Re: IPP faster when used with MKL??

fbasile · ‎03-27-2009

I've revealed a strange behaviour in working with IPP and MKL. FFTs performed with IPP are considerably faster if used after calling a MKL function.
Is there anybody able to explain this behaviour?

I append a small C code where the following steps are performed in order:
-a FFT with IPP
-a FFT with MKL
-a FFT with IPP

Where the first and the third steps are exactly the same function.

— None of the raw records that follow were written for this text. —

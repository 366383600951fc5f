//! # Type Descriptors
//!
//! Every record and enum in the schema describes itself with a
//! [`TypeDescriptor`]: its schema name, the Rust path that defines it, a
//! description, and either its fields or its enum values. The document
//! generator works only from these descriptors, so it never needs to know
//! the concrete Rust types.
//!
//! Descriptors are collected in a [`TypeRegistry`]. The registry refuses
//! two different definitions under the same schema name, which would
//! otherwise silently shadow one another in the published document.

use std::collections::BTreeMap;

use serde_json::Value;

use crate::constraint::Constraints;
use crate::error::RegistryError;
use crate::geometry::{POINT_2D, POINT_3D, POLYGON};

/// A type that publishes a schema definition.
pub trait SchemaType {
    /// Schema name, also the value of the record's `type` discriminator.
    const TYPE_NAME: &'static str;

    /// Describe the type for the document generator.
    fn describe() -> TypeDescriptor;
}

/// Schema-level description of one named type.
#[derive(Debug, Clone, PartialEq)]
pub struct TypeDescriptor {
    /// Schema name (`Room2D`).
    pub name: &'static str,
    /// Fully qualified Rust path of the defining type.
    pub qualified_name: &'static str,
    /// Human-readable description published with the schema.
    pub description: &'static str,
    /// Record or enum body.
    pub kind: TypeKind,
}

/// Body of a [`TypeDescriptor`].
#[derive(Debug, Clone, PartialEq)]
pub enum TypeKind {
    /// A record with named fields.
    Record(RecordDescriptor),
    /// A closed set of string values.
    Enum(EnumDescriptor),
}

/// Fields and inheritance of a record type.
#[derive(Debug, Clone, PartialEq)]
pub struct RecordDescriptor {
    /// Name of the record this one extends, if any.
    pub base: Option<&'static str>,
    /// Abstract records are never instantiated and carry no discriminator.
    pub is_abstract: bool,
    /// Fields declared by this record, excluding inherited ones and the
    /// `type` discriminator.
    pub fields: Vec<FieldDescriptor>,
}

/// Values of an enum type.
#[derive(Debug, Clone, PartialEq)]
pub struct EnumDescriptor {
    /// Allowed values, in declaration order.
    pub values: &'static [&'static str],
}

impl TypeDescriptor {
    /// Describe a concrete record.
    pub fn record(
        name: &'static str,
        qualified_name: &'static str,
        description: &'static str,
        fields: Vec<FieldDescriptor>,
    ) -> Self {
        Self {
            name,
            qualified_name,
            description,
            kind: TypeKind::Record(RecordDescriptor {
                base: None,
                is_abstract: false,
                fields,
            }),
        }
    }

    /// Describe an abstract record that only exists to be extended.
    pub fn abstract_record(
        name: &'static str,
        qualified_name: &'static str,
        description: &'static str,
        fields: Vec<FieldDescriptor>,
    ) -> Self {
        let mut descriptor = Self::record(name, qualified_name, description, fields);
        if let TypeKind::Record(record) = &mut descriptor.kind {
            record.is_abstract = true;
        }
        descriptor
    }

    /// Describe an enum.
    pub fn enumeration(
        name: &'static str,
        qualified_name: &'static str,
        description: &'static str,
        values: &'static [&'static str],
    ) -> Self {
        Self {
            name,
            qualified_name,
            description,
            kind: TypeKind::Enum(EnumDescriptor { values }),
        }
    }

    /// Declare the record this one extends. No effect on enums.
    pub fn extends(mut self, base: &'static str) -> Self {
        if let TypeKind::Record(record) = &mut self.kind {
            record.base = Some(base);
        }
        self
    }

    /// The record body, if this is a record.
    pub fn as_record(&self) -> Option<&RecordDescriptor> {
        match &self.kind {
            TypeKind::Record(record) => Some(record),
            TypeKind::Enum(_) => None,
        }
    }

    /// The base record name, if any.
    pub fn base(&self) -> Option<&'static str> {
        self.as_record().and_then(|r| r.base)
    }

    /// Names of every type referenced by this type's own fields, in field
    /// order. Base types are not included.
    pub fn field_references(&self) -> Vec<&'static str> {
        let mut out = Vec::new();
        if let Some(record) = self.as_record() {
            for field in &record.fields {
                field.ty.collect_references(&mut out);
            }
        }
        out
    }
}

/// One field of a record.
#[derive(Debug, Clone, PartialEq)]
pub struct FieldDescriptor {
    /// Serialized field name.
    pub name: &'static str,
    /// Value type and its constraints.
    pub ty: FieldType,
    /// Whether the field must be present.
    pub required: bool,
    /// Value used when the field is absent.
    pub default: Option<Value>,
    /// Human-readable description.
    pub description: &'static str,
    /// Field is informational and published as `readOnly`.
    pub read_only: bool,
}

impl FieldDescriptor {
    /// A field that must be supplied.
    pub fn required(name: &'static str, ty: FieldType, description: &'static str) -> Self {
        Self {
            name,
            ty,
            required: true,
            default: None,
            description,
            read_only: false,
        }
    }

    /// A field that may be omitted.
    pub fn optional(name: &'static str, ty: FieldType, description: &'static str) -> Self {
        Self {
            required: false,
            ..Self::required(name, ty, description)
        }
    }

    /// Attach the default used when the field is omitted.
    pub fn with_default(mut self, default: Value) -> Self {
        self.default = Some(default);
        self
    }

    /// Mark the field read-only.
    pub fn read_only(mut self) -> Self {
        self.read_only = true;
        self
    }
}

/// Value type of a field.
#[derive(Debug, Clone, PartialEq)]
pub enum FieldType {
    /// Floating point number.
    Number(Constraints),
    /// Integer.
    Integer(Constraints),
    /// Boolean flag.
    Boolean,
    /// String.
    String(Constraints),
    /// Free-form JSON object.
    Object,
    /// Homogeneous list.
    Array {
        /// Item type.
        items: Box<FieldType>,
        /// Item-count bounds.
        constraints: Constraints,
    },
    /// A named record or enum.
    Ref(&'static str),
    /// One of several alternatives.
    Union(Vec<FieldType>),
    /// A value that may also be `null`.
    Nullable(Box<FieldType>),
}

impl FieldType {
    /// Unconstrained number.
    pub const fn number() -> Self {
        Self::Number(Constraints::NONE)
    }

    /// Unconstrained string.
    pub const fn string() -> Self {
        Self::String(Constraints::NONE)
    }

    /// List of `items` without count bounds.
    pub fn array(items: FieldType) -> Self {
        Self::array_with(items, Constraints::NONE)
    }

    /// List of `items` with count bounds.
    pub fn array_with(items: FieldType, constraints: Constraints) -> Self {
        Self::Array {
            items: Box::new(items),
            constraints,
        }
    }

    /// Reference to a named type.
    pub fn reference<T: SchemaType>() -> Self {
        Self::Ref(T::TYPE_NAME)
    }

    /// Allow `null` in addition to `self`.
    pub fn nullable(self) -> Self {
        Self::Nullable(Box::new(self))
    }

    /// A 2D point (`[x, y]`).
    pub fn point2d() -> Self {
        Self::array_with(Self::number(), POINT_2D)
    }

    /// A 3D point (`[x, y, z]`).
    pub fn point3d() -> Self {
        Self::array_with(Self::number(), POINT_3D)
    }

    /// A closed loop of at least three 2D points.
    pub fn polygon2d() -> Self {
        Self::array_with(Self::point2d(), POLYGON)
    }

    /// A closed loop of at least three 3D points.
    pub fn polygon3d() -> Self {
        Self::array_with(Self::point3d(), POLYGON)
    }

    /// Append every named type reachable through this field type.
    pub fn collect_references(&self, out: &mut Vec<&'static str>) {
        match self {
            Self::Ref(name) => out.push(*name),
            Self::Array { items, .. } => items.collect_references(out),
            Self::Nullable(inner) => inner.collect_references(out),
            Self::Union(alternatives) => {
                for alt in alternatives {
                    alt.collect_references(out);
                }
            }
            Self::Number(_) | Self::Integer(_) | Self::Boolean | Self::String(_) | Self::Object => {}
        }
    }
}

/// Set of type descriptors keyed by schema name.
#[derive(Debug, Clone, Default)]
pub struct TypeRegistry {
    types: BTreeMap<&'static str, TypeDescriptor>,
}

impl TypeRegistry {
    /// Create an empty registry.
    pub fn new() -> Self {
        Self::default()
    }

    /// Register `T`'s descriptor.
    pub fn register<T: SchemaType>(&mut self) -> Result<&mut Self, RegistryError> {
        self.insert(T::describe())
    }

    /// Register a descriptor.
    ///
    /// Re-registering an identical descriptor is a no-op. A different
    /// definition under an already registered name is rejected.
    pub fn insert(&mut self, descriptor: TypeDescriptor) -> Result<&mut Self, RegistryError> {
        if let Some(existing) = self.types.get(descriptor.name) {
            if existing.qualified_name == descriptor.qualified_name && *existing == descriptor {
                return Ok(self);
            }
            return Err(RegistryError::DuplicateTypeName {
                name: descriptor.name.to_string(),
                existing: existing.qualified_name.to_string(),
                incoming: descriptor.qualified_name.to_string(),
            });
        }
        tracing::trace!(name = descriptor.name, "registered schema type");
        self.types.insert(descriptor.name, descriptor);
        Ok(self)
    }

    /// Look up a descriptor by schema name.
    pub fn get(&self, name: &str) -> Option<&TypeDescriptor> {
        self.types.get(name)
    }

    /// Returns true if `name` is registered.
    pub fn contains(&self, name: &str) -> bool {
        self.types.contains_key(name)
    }

    /// Number of registered types.
    pub fn len(&self) -> usize {
        self.types.len()
    }

    /// Returns true if nothing is registered.
    pub fn is_empty(&self) -> bool {
        self.types.is_empty()
    }

    /// Registered descriptors in name order.
    pub fn iter(&self) -> impl Iterator<Item = &TypeDescriptor> {
        self.types.values()
    }
}

#[cfg(test)]
mod tests {
    use super::*;

    struct Window;
    impl SchemaType for Window {
        const TYPE_NAME: &'static str = "Window";
        fn describe() -> TypeDescriptor {
            TypeDescriptor::record(
                Self::TYPE_NAME,
                concat!(module_path!(), "::Window"),
                "A window.",
                vec![
                    FieldDescriptor::required("width", FieldType::Number(Constraints::new().gt(0.0)), "Width."),
                    FieldDescriptor::optional("frame", FieldType::Ref("Frame").nullable(), "Frame."),
                ],
            )
        }
    }

    #[test]
    fn register_is_idempotent() {
        let mut registry = TypeRegistry::new();
        registry.register::<Window>().unwrap().register::<Window>().unwrap();
        assert_eq!(registry.len(), 1);
        assert!(registry.contains("Window"));
    }

    #[test]
    fn conflicting_definition_is_rejected() {
        let mut registry = TypeRegistry::new();
        registry.register::<Window>().unwrap();
        let other = TypeDescriptor::record("Window", "elsewhere::Window", "Another window.", Vec::new());
        let err = registry.insert(other).unwrap_err();
        assert_eq!(
            err,
            RegistryError::DuplicateTypeName {
                name: "Window".to_string(),
                existing: Window::describe().qualified_name.to_string(),
                incoming: "elsewhere::Window".to_string(),
            }
        );
    }

    #[test]
    fn field_references_walk_nested_types() {
        let ty = FieldType::array(FieldType::Union(vec![
            FieldType::Ref("A"),
            FieldType::Ref("B").nullable(),
        ]));
        let mut out = Vec::new();
        ty.collect_references(&mut out);
        assert_eq!(out, vec!["A", "B"]);
        assert_eq!(Window::describe().field_references(), vec!["Frame"]);
    }

    #[test]
    fn abstract_record_with_base() {
        let d = TypeDescriptor::abstract_record("_Base", "x::_Base", "", Vec::new()).extends("Root");
        let record = d.as_record().unwrap();
        assert!(record.is_abstract);
        assert_eq!(d.base(), Some("Root"));
    }

    #[test]
    fn optional_field_keeps_metadata() {
        let f = FieldDescriptor::optional("offset", FieldType::number(), "Offset.")
            .with_default(serde_json::json!(1.0))
            .read_only();
        assert!(!f.required);
        assert!(f.read_only);
        assert_eq!(f.default, Some(serde_json::json!(1.0)));
    }
}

Comipiling with the options:
$ g++ ipp_mkl_ipp.cpp -g -O3 -msse2 -msse -msse3 -msse4a -L/opt/intel/Compiler/11.0/081/mkl/lib/em64t -L/opt/intel/Compiler/11.0/081/ipp/em64t/sharedlib -I/opt/intel/Compiler/11.0/081/mkl/include -I/opt/intel/Compiler/11.0/081/ipp/em64t/include -L/opt/intel/Compiler/11.0/081/lib/intel64 -lmkl -lippsem64t -liomp5 -pthread -lmkl_intel_lp64 -ffast-math

the output on the my Xeon E5440 is:

IPP: 0.487071
MKL: 0.382079
IPP: 0.352979

The same function called two times have different behaviour. Puzzling? Probably not enough. If you try compiling without using -ffast-math you obtain even stranger results.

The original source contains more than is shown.